Claimants contend the Commission erred in adopting the appeals referee’s finding that the work stoppage due to the labor dispute did not end November 2, 1980. They claim the evidence before the referee clearly showed that any reduction in employment from prestrike levels result*90ed from a management decision not to resume full production after the strike for reasons unrelated to the labor dispute. Employer contends 1) there was no competent and substantial evidence presented from which the referee could reasonably have found that the work stoppage caused by the strike had ceased by November 29, 1980; 2) that the referee'had improperly shifted the burden of proof on the unemployment issue from claimants to Employer, and 3) that the referee had ignored certain undisputed evidence offered by Employer, such as loss of business due to the strike, in arriving at his determination. We observe first that Employer’s claim that the appeals referee improperly shifted the burden of proof, by requiring that Employer prove that the after strike reduction in its work force was caused by the strike rather than have claimants prove that it was not, is not supported by the record. We also observe that if the referee chose to disbelieve or ignore certain of Employer’s evidence, even if it was uneontradicted, he had a right to do so. Chemtech Industries, Inc. v. Labor and Industrial Relations Commission, 617 S.W.2d 121, 124[5] (Mo.App.1981). The only legitimate issue here is whether the referee’s determination, adopted by the Commission, that the work stoppage occasioned by the strike ended on November 29, 1980, is supported by competent and substantial evidence.
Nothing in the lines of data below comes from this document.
enum Slot {
    /// A create for this name is in progress
    Reserved,
    Live(Arc<ShmObject>),
    /// A destroy for this name is in progress
    Destroying(Arc<ShmObject>),
}

/// Snapshot of manager occupancy
#[derive(Debug, Clone, PartialEq, Eq)]
pub struct ManagerStats {
    pub objects: usize,
    pub keys_held: usize,
    pub key_capacity: usize,
    pub pool: PoolStats,
}

/// Ties object names to `(key, size, action)` and implements
/// create/get/destroy.
///
/// The name map is guarded by one mutex held only for structural changes,
/// never across a remote call. Create and destroy run on their own task, so
/// a caller that stops waiting (client disconnect, timeout) never leaves a
/// half-finished operation behind.
pub struct Manager {
    inner: Arc<Inner>,
}

struct Inner {
    keys: Arc<KeyAllocator>,
    pool: ActionPool,
    objects: Mutex<HashMap<String, Slot>>,
}

/// Removes a [`Slot::Reserved`] entry on drop unless fulfilled
struct NameReservation<'a> {
    objects: &'a Mutex<HashMap<String, Slot>>,
    name: &'a str,
    fulfilled: bool,
}

impl NameReservation<'_> {
    fn fulfil(mut self, object: Arc<ShmObject>) {
        self.objects
            .lock()
            .insert(self.name.to_string(), Slot::Live(object));
        self.fulfilled = true;
    }
}

impl Drop for NameReservation<'_> {
    fn drop(&mut self) {
        if !self.fulfilled {
            let mut objects = self.objects.lock();
            if matches!(objects.get(self.name), Some(Slot::Reserved)) {
                objects.remove(self.name);
            }
        }
    }
}

impl Manager {
    /// Start an action pool on `runtime` and wrap it
    pub async fn start(runtime: Arc<dyn ActionRuntime>, config: PoolConfig) -> Result<Self> {
        let pool = ActionPool::start(runtime, config).await?;
        Ok(Self::new(pool))
    }

    /// Wrap a running pool, with a key namespace taken from its config
    pub fn new(pool: ActionPool) -> Self {
        let config = pool.config();
        let keys = Arc::new(KeyAllocator::new(config.key_range.clone(), config.key_policy));
        Self::with_keys(pool, keys)
    }

    /// Wrap a running pool with an explicit key allocator
    pub fn with_keys(pool: ActionPool, keys: Arc<KeyAllocator>) -> Self {
        Self {
            inner: Arc::new(Inner {
                keys,
                pool,
                objects: Mutex::new(HashMap::new()),
            }),
        }
    }

    pub fn pool(&self) -> &ActionPool {
        &self.inner.pool
    }

    pub fn keys(&self) -> &KeyAllocator {
        &self.inner.keys
    }

    /// Create a segment of `size` bytes named `name` and return its key.
    ///
    /// Every failure after the key is allocated releases it again, and any
    /// capacity reserved for the segment is returned. Runs to completion even
    /// if the returned future is dropped.
    pub async fn create_shm(&self, name: &str, size: u64) -> Result<Key> {
        let inner = Arc::clone(&self.inner);
        let name = name.to_string();
        detach(async move { inner.create_shm(&name, size).await }).await
    }

    /// Key of a live object
    pub fn get_shm(&self, name: &str) -> Result<Key> {
        self.object(name).map(|o| o.key)
    }

    /// Full record of a live object
    pub fn object(&self, name: &str) -> Result<Arc<ShmObject>> {
        match self.inner.objects.lock().get(name) {
            Some(Slot::Live(object)) | Some(Slot::Destroying(object)) => Ok(Arc::clone(object)),
            Some(Slot::Reserved) | None => Err(Error::NotFound(name.to_string())),
        }
    }

    /// Destroy the segment named `name`.
    ///
    /// If the action refuses to release the segment the object stays live.
    /// After that, cleanup is best effort: the name and key are removed even
    /// when returning capacity or tearing down the action fails, and that
    /// failure is reported. Runs to completion even if the returned future is
    /// dropped.
    pub async fn destroy_shm(&self, name: &str) -> Result<()> {
        let inner = Arc::clone(&self.inner);
        let name = name.to_string();
        detach(async move { inner.destroy_shm(&name).await }).await
    }

    /// Names of live objects
    pub fn names(&self) -> Vec<String> {
        self.inner
            .objects
            .lock()
            .iter()
            .filter(|(_, slot)| !matches!(slot, Slot::Reserved))
            .map(|(name, _)| name.clone())
            .collect()
    }

    /// Occupancy snapshot
    pub async fn stats(&self) -> ManagerStats {
        let objects = self.names().len();
        ManagerStats {
            objects,
            keys_held: self.inner.keys.held(),
            key_capacity: self.inner.keys.capacity(),
            pool: self.inner.pool.stats().await,
        }
    }

    /// Tear down exclusive actions of live objects, then the pool itself.
    ///
    /// Segments are not released one by one; deleting an action drops them.
    pub async fn shutdown(&self) {
        self.inner.shutdown().await
    }
}

/// Run `operation` on its own task and wait for it
async fn detach<T, F>(operation: F) -> Result<T>
where
    F: Future<Output = Result<T>> + Send + 'static,
    T: Send + 'static,
{
    tokio::spawn(operation)
        .await
        .map_err(|e| Error::InconsistentState(format!("manager task failed: {e}")))?
}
Our function as the reviewing court is to decide, based on the record, whether the Commission via its affirmance of the referee’s decision could have reasonably reached the result that it did.

Section 288.040.5(1) provides that a claimant is ineligible for benefits for any week in which the deputy finds that his unemployment is due to a stoppage of work caused by a labor dispute in which he has a direct interest. Stoppage of work is defined in § 288.040.5(2) as “a substantial diminution of the activities, production or services at the establishment, plant, factory or premises of the employing unit.”

Each case involving the question raised here must be determined by its own facts, as there is no statutorily fixed percentage of diminution of an employer’s activities, production or services after a strike which automatically determines when a work stoppage begins or ends. Tri-State Motor Transit Co. v. Industrial Commission, D. of E.S., 509 S.W.2d 217, 224[6] (Mo.App.1974).

We recognize that activities, production, and services are broad terms which reflect legislative intent that the full range of activities and services performed by the Employer, as well as production, both before and after a strike, must be considered in deciding when a work stoppage brought on by a labor dispute ends. Laclede Gas Co. v. Labor and Industrial Relations Commission, 657 S.W.2d 644, 650 (Mo.App.1983).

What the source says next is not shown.